In [1]:
import numpy as np
import torch
import torch.nn as nn

In [8]:
class SelfAttentionMultiHead(nn.Module):
    def __init__(self, dim_input, dim_k, dim_v, num_heads):
        super(SelfAttentionMultiHead, self).__init__()
        assert (dim_k % num_heads == 0)
        assert (dim_v % num_heads == 0)

        self.q = nn.Linear(dim_input, dim_k)
        self.k = nn.Linear(dim_input, dim_k)
        self.v = nn.Linear(dim_input, dim_v)

        self.dim_k = dim_k
        self.dim_v = dim_v
        self.num_heads = num_heads
        self._norm_factor = 1 / np.sqrt(dim_k)
    

    def forward(self, x):
        Q = self.q(x).reshape(-1, x.shape[0], x.shape[1], self.dim_k // self.num_heads)
        K = self.k(x).reshape(-1, x.shape[0], x.shape[1], self.dim_k // self.num_heads)
        V = self.v(x).reshape(-1, x.shape[0], x.shape[1], self.dim_v // self.num_heads)

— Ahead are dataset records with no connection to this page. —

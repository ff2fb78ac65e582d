//! Skin manager orchestration.
//!
//! [`SkinManager`] is the one object a host constructs per session: it
//! owns the registry, the renderer, and the sync client, and funnels
//! every user action through them. [`ManagerConfig`] carries the knobs
//! a deployment tunes.

mod config;
mod manager;

pub use config::ManagerConfig;
pub use manager::{PendingUpload, SkinManager};
//! In-memory store implementation.
//!
//! Useful for unit tests and for hosts that manage persistence
//! themselves. Values live in a `BTreeMap<String, String>`.

use std::collections::BTreeMap;

use fable_types::Result;

use crate::KvStore;

/// A fully in-memory key-value store.
#[derive(Debug, Default)]
pub struct MemoryStore {
    values: BTreeMap<String, String>,
}

impl MemoryStore {
    pub fn new() -> Self {
        Self::default()
    }

    /// Number of stored keys.
    pub fn len(&self) -> usize {
        self.values.len()
    }

    /// Whether the store holds no keys.
    pub fn is_empty(&self) -> bool {
        self.values.is_empty()
    }
}

impl KvStore for MemoryStore {
    fn get(&self, key: &str) -> Result<Option<String>> {
        Ok(self.values.get(key).cloned())
    }

    fn put(&mut self, key: &str, value: &str) -> Result<()> {
        self.values.insert(key.to_string(), value.to_string());
        Ok(())
    }

    fn remove(&mut self, key: &str) -> Result<()> {
        self.values.remove(key);
        Ok(())
    }
}
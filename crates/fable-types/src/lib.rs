//! Shared types for the Fable skin manager.
//!
//! Leaf crate with no internal dependencies: the error taxonomy, the
//! persisted skin document model, and session fingerprint parsing.

pub mod document;
pub mod error;
pub mod session;

pub use document::{MAX_CSS_BYTES, MAX_SKINS, SkinDocument, SkinRecord};
pub use error::{Result, SkinError};
pub use session::{SESSION_COOKIE, fingerprint_from_cookie_header, session_fingerprint};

        atten = nn.Softmax(dim=-1)(
                    torch.matmul(Q, K.permute(0, 1, 3, 2)) * self._norm_factor
                    )
        
        output = torch.matmul(atten, V).reshape(x.size(0), x.size(1), -1)
        return output

In [9]:
X = torch.randn(100, 15, 16)
print( X.size() )

self_attention = SelfAttentionMultiHead(16, 16, 12, 4)
res = self_attention(X)
print(res.size())

torch.Size([100, 15, 16])
torch.Size([100, 15, 12])